Possible to run on six RTX Pro 6000 Blackwell with vLLM oder SGLang?
Is it possible to run this model with 6 RTX Pro 6000 Blackwell GPUs? I think generally it should work with a combination of --tensor-parallel-size 2 and --pipeline-parallel-size 3, but I am not sure.
would be interesting to see if it does
Not on the latest vllm:
NotImplementedError: Pipeline parallelism is not supported for this model. Supported models implement the SupportsPP interface.
For me, the following works now with 6 RTX Pro 6000 Blackwell in the current "glm5-blackwell" SGLang Docker image:
python -m sglang.launch_server --model-path $MODEL_PATH --served-model-name $MODEL_NAME --reasoning-parser glm45 --tool-call-parser glm47 --tp 2 --pp-size 3 --mem-fraction-static 0.95 --max-running-requests 8 --kv-cache-dtype bf16 --quantization modelopt_fp4 --attention-backend flashinfer --moe-runner-backend flashinfer_cutlass --host 0.0.0.0 --port $HTTP_PORT_SGLANG
Important is --kv-cache-dtype bf16, else it crashes after the first generated token.
I get 31 tokens/s generation speed. I did not test different --attention-backend and --moe-runner-backend options
Maybe that can be added to the Readme?
Wonder if we can run Kimi 2.5 like that too
I don't know, but I think 6 96 GB GPUs are too small for Kimi K2.5 at int4/NVFP4. To find out if you can use your number of GPUs in tensor parallel mode, you have to check if the number of attention heads in config.json is dividable by the number of GPUs. GLM-5 and Kimi K2.5 have both 64 attention heads, therefore 6 doesn't work, but 2 works, so we have to use additionally pipeline parallel. Pipeline parallel is often used for inference with multiple servers and I probably less tested for new models, so the chance that you are running a broken code code path could be higher.
I had the problem that after some good output, only garbage was produced. I have therefore updated to the latest "dev-cu13" Docker image of SGLang and have set the recommended parameters for
SWE Bench Verified in LiteLLM proxy (which I have in front of SGLang):
api_key: "randomKey12345"
temperature: 0.7
top_p: 1.0
max_tokens: 32768
# min_p: 0.01 # see below
Setting these parameters seem to have fixed the problem.
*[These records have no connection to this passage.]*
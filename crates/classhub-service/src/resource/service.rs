//! Course resources: listing, guarded creation, deletion.

use std::sync::Arc;

use serde::Deserialize;
use tracing::info;

use classhub_core::result::AppResult;
use classhub_database::{CourseStore, ResourceStore};
use classhub_entity::{NewResource, Resource};

use crate::guard::{
    RequiredFields, optional_text, require_absolute_uri, require_affected, require_reference,
};

/// Body of a resource creation.
#[derive(Debug, Clone, Default, Deserialize)]
pub struct CreateResourceRequest {
    pub course_code: Option<String>,
    pub description: Option<String>,
    pub publishers_name: Option<String>,
    #[serde(rename = "type")]
    pub kind: Option<String>,
    pub link: Option<String>,
    pub vote: Option<i32>,
}

/// Handles course resources.
#[derive(Debug, Clone)]
pub struct ResourceService {
    resources: Arc<dyn ResourceStore>,
    courses: Arc<dyn CourseStore>,
}

impl ResourceService {
    /// Creates a new resource service.
    pub fn new(resources: Arc<dyn ResourceStore>, courses: Arc<dyn CourseStore>) -> Self {
        Self { resources, courses }
    }

    /// Lists every resource.
    pub async fn list(&self) -> AppResult<Vec<Resource>> {
        self.resources.find_all().await
    }

    /// Lists the resources of one course; unknown courses yield an empty list.
    pub async fn list_by_course(&self, course_code: &str) -> AppResult<Vec<Resource>> {
        self.resources.find_by_course(course_code).await
    }

    /// Creates a resource under an existing course.
    pub async fn create(&self, req: CreateResourceRequest) -> AppResult<Resource> {
        let mut required = RequiredFields::new();
        let course_code = required.text("course_code", req.course_code);
        let description = required.text("description", req.description);
        let kind = required.text("type", req.kind);
        let link = required.text("link", req.link);
        required.check()?;

        require_absolute_uri("link", &link)?;
        require_reference("course", &course_code, self.courses.exists(&course_code)).await?;

        let data = NewResource {
            course_code,
            description,
            publishers_name: optional_text(req.publishers_name),
            kind,
            link,
            vote: req.vote,
        };

        let resource = self.resources.create(&data).await?;
        info!(
            resource_id = resource.id,
            course_code = %resource.course_code,
            "Resource created"
        );
        Ok(resource)
    }

    /// Deletes a resource by id.
    pub async fn delete(&self, id: i64) -> AppResult<()> {
        let rows = self.resources.delete(id).await?;
        require_affected(rows, "Resource")?;
        info!(resource_id = id, "Resource deleted");
        Ok(())
    }
}
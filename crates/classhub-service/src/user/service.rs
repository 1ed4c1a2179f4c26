//! User records: create-if-absent, listing, deletion, role changes.

use std::str::FromStr;
use std::sync::Arc;

use serde::Deserialize;
use tracing::info;

use classhub_core::error::ErrorKind;
use classhub_core::result::AppResult;
use classhub_database::UserStore;
use classhub_entity::{NewUser, User, UserRole};

use crate::guard::{RequiredFields, optional_text, require_affected, require_email};

/// Body of a user registration. Any `role` in the body is ignored.
#[derive(Debug, Clone, Default, Deserialize)]
pub struct CreateUserRequest {
    pub name: Option<String>,
    pub email: Option<String>,
}

/// Body of a role change.
#[derive(Debug, Clone, Default, Deserialize)]
pub struct UpdateRoleRequest {
    pub role: Option<String>,
}

/// Result of a create-if-absent registration.
#[derive(Debug, Clone, PartialEq)]
pub enum UserCreation {
    /// A new record was stored.
    Created(User),
    /// A user with that email already exists; nothing was written.
    AlreadyExists,
}

/// Handles user records.
#[derive(Debug, Clone)]
pub struct UserService {
    users: Arc<dyn UserStore>,
}

impl UserService {
    /// Creates a new user service.
    pub fn new(users: Arc<dyn UserStore>) -> Self {
        Self { users }
    }

    /// Lists every user.
    pub async fn list(&self) -> AppResult<Vec<User>> {
        self.users.find_all().await
    }

    /// Registers a user unless the email is already known. New users always
    /// start with the `user` role.
    pub async fn create_if_absent(&self, req: CreateUserRequest) -> AppResult<UserCreation> {
        let mut required = RequiredFields::new();
        let email = required.text("email", req.email);
        required.check()?;
        require_email("email", &email)?;

        if self.users.find_by_email(&email).await?.is_some() {
            return Ok(UserCreation::AlreadyExists);
        }

        let data = NewUser {
            name: optional_text(req.name),
            email,
            role: UserRole::User,
        };

        match self.users.create(&data).await {
            Ok(user) => {
                info!(user_id = user.id, email = %user.email, "User created");
                Ok(UserCreation::Created(user))
            }
            // Lost a race with a concurrent registration.
            Err(e) if e.kind == ErrorKind::Conflict => Ok(UserCreation::AlreadyExists),
            Err(e) => Err(e),
        }
    }

    /// Deletes a user by id.
    pub async fn delete(&self, id: i64) -> AppResult<()> {
        let rows = self.users.delete(id).await?;
        require_affected(rows, "User")?;
        info!(user_id = id, "User deleted");
        Ok(())
    }

    /// Sets a user's role. The role must be one of the known roles.
    pub async fn update_role(&self, id: i64, req: UpdateRoleRequest) -> AppResult<UserRole> {
        let mut required = RequiredFields::new();
        let role = required.text("role", req.role);
        required.check()?;
        let role = UserRole::from_str(&role)?;

        let rows = self.users.update_role(id, role).await?;
        require_affected(rows, "User")?;
        info!(user_id = id, role = %role, "User role updated");
        Ok(role)
    }
}
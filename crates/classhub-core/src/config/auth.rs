//! Authentication configuration.

use serde::{Deserialize, Serialize};

/// Token signing configuration.
///
/// `jwt_secret` has no default: a deployment that does not provide one
/// fails at startup rather than signing with a guessable key.
#[derive(Debug, Clone, Serialize, Deserialize)]
pub struct AuthConfig {
    /// Secret key for token signing (HMAC-SHA256).
    pub jwt_secret: String,
    /// Token lifetime in minutes.
    #[serde(default = "default_token_ttl")]
    pub token_ttl_minutes: u64,
}

fn default_token_ttl() -> u64 {
    60
}
//! User role enumeration.

use serde::{Deserialize, Serialize};
use std::fmt;
use std::str::FromStr;

/// The closed set of roles a user record can carry.
#[derive(Debug, Clone, Copy, PartialEq, Eq, Hash, Serialize, Deserialize, sqlx::Type, Default)]
#[sqlx(type_name = "user_role", rename_all = "lowercase")]
#[serde(rename_all = "lowercase")]
pub enum UserRole {
    /// Regular account; the default for new users.
    #[default]
    User,
    /// Teaching staff; may manage classrooms.
    Faculty,
    /// Catalog administrator.
    Admin,
}

impl UserRole {
    /// All roles, in ascending order of privilege.
    pub const ALL: [UserRole; 3] = [Self::User, Self::Faculty, Self::Admin];

    /// Return the role as a lowercase string.
    pub fn as_str(&self) -> &'static str {
        match self {
            Self::User => "user",
            Self::Faculty => "faculty",
            Self::Admin => "admin",
        }
    }
}

impl fmt::Display for UserRole {
    fn fmt(&self, f: &mut fmt::Formatter<'_>) -> fmt::Result {
        write!(f, "{}", self.as_str())
    }
}

impl FromStr for UserRole {
    type Err = classhub_core::AppError;

    fn from_str(s: &str) -> Result<Self, Self::Err> {
        match s.trim().to_lowercase().as_str() {
            "user" => Ok(Self::User),
            "faculty" => Ok(Self::Faculty),
            "admin" => Ok(Self::Admin),
            _ => Err(classhub_core::AppError::invalid_format(
                "role",
                format!("Invalid user role: '{s}'. Expected one of: user, faculty, admin"),
            )),
        }
    }
}
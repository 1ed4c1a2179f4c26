//! User repository implementation.

use async_trait::async_trait;
use sqlx::PgPool;

use classhub_core::result::AppResult;
use classhub_entity::{NewUser, User, UserRole};

use crate::error::{map_read_error, map_write_error};
use crate::store::{RoleStore, UserStore};

/// Repository for user records and role lookups.
#[derive(Debug, Clone)]
pub struct UserRepository {
    pool: PgPool,
}

impl UserRepository {
    /// Create a new user repository.
    pub fn new(pool: PgPool) -> Self {
        Self { pool }
    }
}

#[async_trait]
impl RoleStore for UserRepository {
    async fn find_role(&self, email: &str) -> AppResult<Option<UserRole>> {
        sqlx::query_scalar::<_, UserRole>("SELECT role FROM users WHERE email = $1")
            .bind(email)
            .fetch_optional(&self.pool)
            .await
            .map_err(|e| map_read_error(e, "look up user role"))
    }
}

#[async_trait]
impl UserStore for UserRepository {
    async fn find_all(&self) -> AppResult<Vec<User>> {
        sqlx::query_as::<_, User>("SELECT * FROM users ORDER BY id")
            .fetch_all(&self.pool)
            .await
            .map_err(|e| map_read_error(e, "list users"))
    }

    async fn find_by_email(&self, email: &str) -> AppResult<Option<User>> {
        sqlx::query_as::<_, User>("SELECT * FROM users WHERE email = $1")
            .bind(email)
            .fetch_optional(&self.pool)
            .await
            .map_err(|e| map_read_error(e, "find user by email"))
    }

    async fn create(&self, data: &NewUser) -> AppResult<User> {
        sqlx::query_as::<_, User>(
            "INSERT INTO users (name, email, role) VALUES ($1, $2, $3) RETURNING *",
        )
        .bind(&data.name)
        .bind(&data.email)
        .bind(data.role)
        .fetch_one(&self.pool)
        .await
        .map_err(|e| map_write_error(e, "create user", "Email already in use", None))
    }

    async fn update_role(&self, id: i64, role: UserRole) -> AppResult<u64> {
        sqlx::query("UPDATE users SET role = $2 WHERE id = $1")
            .bind(id)
            .bind(role)
            .execute(&self.pool)
            .await
            .map(|r| r.rows_affected())
            .map_err(|e| map_read_error(e, "update user role"))
    }

    async fn delete(&self, id: i64) -> AppResult<u64> {
        sqlx::query("DELETE FROM users WHERE id = $1")
            .bind(id)
            .execute(&self.pool)
            .await
            .map(|r| r.rows_affected())
            .map_err(|e| map_read_error(e, "delete user"))
    }
}

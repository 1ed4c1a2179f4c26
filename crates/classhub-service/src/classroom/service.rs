//! Classroom reads, code availability, guarded creation, partial updates.

use std::sync::Arc;

use serde::Deserialize;
use serde_json::{Map, Value};
use tracing::info;

use classhub_core::error::AppError;
use classhub_core::result::AppResult;
use classhub_database::{ClassroomStore, CourseStore, PartialUpdate};
use classhub_entity::{Classroom, NewClassroom};

use crate::guard::{RequiredFields, optional_text, require_affected, require_reference};

/// Body of a classroom creation.
#[derive(Debug, Clone, Default, Deserialize)]
pub struct CreateClassroomRequest {
    pub class_code: Option<String>,
    pub course_code: Option<String>,
    pub email: Option<String>,
    pub faculty_initial: Option<String>,
    pub section: Option<String>,
    pub semester: Option<String>,
}

/// Handles classrooms.
#[derive(Debug, Clone)]
pub struct ClassroomService {
    classrooms: Arc<dyn ClassroomStore>,
    courses: Arc<dyn CourseStore>,
}

impl ClassroomService {
    /// Creates a new classroom service.
    pub fn new(classrooms: Arc<dyn ClassroomStore>, courses: Arc<dyn CourseStore>) -> Self {
        Self {
            classrooms,
            courses,
        }
    }

    /// Lists every classroom.
    pub async fn list(&self) -> AppResult<Vec<Classroom>> {
        self.classrooms.find_all().await
    }

    /// Gets one classroom by its class code.
    pub async fn get(&self, code: &str) -> AppResult<Classroom> {
        self.classrooms
            .find_by_code(code)
            .await?
            .ok_or_else(|| AppError::not_found("Classroom not found"))
    }

    /// Whether a class code is already in use, ignoring case and
    /// surrounding whitespace.
    pub async fn code_exists(&self, code: &str) -> AppResult<bool> {
        self.classrooms.code_taken(code).await
    }

    /// Creates a classroom under an existing course.
    pub async fn create(&self, req: CreateClassroomRequest) -> AppResult<Classroom> {
        let mut required = RequiredFields::new();
        let class_code = required.text("class_code", req.class_code);
        let course_code = required.text("course_code", req.course_code);
        required.check()?;

        require_reference("course", &course_code, self.courses.exists(&course_code)).await?;

        let data = NewClassroom {
            class_code,
            course_code,
            email: optional_text(req.email),
            faculty_initial: optional_text(req.faculty_initial),
            section: optional_text(req.section),
            semester: optional_text(req.semester),
        };

        let classroom = self.classrooms.create(&data).await?;
        info!(
            class_code = %classroom.class_code,
            course_code = %classroom.course_code,
            "Classroom created"
        );
        Ok(classroom)
    }

    /// Applies the supplied fields to a classroom. Every key is passed
    /// through as a column; keys that name no column fail at the store.
    pub async fn update(&self, code: &str, changes: &Map<String, Value>) -> AppResult<u64> {
        let update = PartialUpdate::build(&Classroom::SCHEMA, changes)?;
        let rows = self.classrooms.update(code, &update).await?;
        require_affected(rows, "Classroom")?;
        info!(
            class_code = %code,
            fields = update.assignments().len(),
            "Classroom updated"
        );
        Ok(rows)
    }

    /// Deletes a classroom and its posted resources.
    pub async fn delete(&self, code: &str) -> AppResult<()> {
        let rows = self.classrooms.delete(code).await?;
        require_affected(rows, "Classroom")?;
        info!(class_code = %code, "Classroom deleted");
        Ok(())
    }
}
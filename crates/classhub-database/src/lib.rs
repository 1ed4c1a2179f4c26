//! # classhub-database
//!
//! Store contracts for every catalog entity, the partial update builder,
//! PostgreSQL repositories implementing those contracts, and an in-memory
//! store with the same semantics (uniqueness, references, cascades).
//!
//! Every statement issued against PostgreSQL is parameterized; request
//! values never appear in statement text.

pub mod connection;
pub mod error;
pub mod memory;
pub mod migration;
pub mod repositories;
pub mod store;
pub mod update;

pub use connection::DatabasePool;
pub use memory::MemoryStore;
pub use store::{
    ClassResourceStore, ClassroomStore, CourseStore, ResourceStore, RoleStore, Stores, UserStore,
};
pub use update::{FieldValue, PartialUpdate};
Edit: I found that setting min_p to != 0 has an impact on generation speed. Without min_p, I get now around 31 tokens/s according to the SGLang output, with min_p =0.01, it is only around 28.
Edit 2: At the moment, I have downgraded to GLM-4.7. After many good output tokens, SGLang was crashing with a CUDA exception. Enabling --enable-nan-detection prevents the crash and shows instead "NaN in the logits" and the output from this point on is garbage. The problem is easy to reproduce by e.g. using opencode when around 50k tokens were used. I don't know what the problem is, hopefully it is just an SGLang bug which gets fixed and I can try it again in a few weeks.
Here are my findings with running 6x cards:
- SGLang does not support PP with speculative decoding:
AssertionError: Pipeline parallelism is not compatible with overlap schedule, speculative decoding, mixed chunked prefill.(Which is a big loss) - You need to increase the memory to a minimum of
--mem-fraction-static=0.94 - I used festr's docker image: https://github.com/voipmonitor/rtx6kpro/blob/master/models/glm5.md
- It runs stable without speculative decoding at 24 toks / second single request. So its very slow.
It is not worth running this on 6 cards. Upgrade to 8 and you can get 100 tokens per second.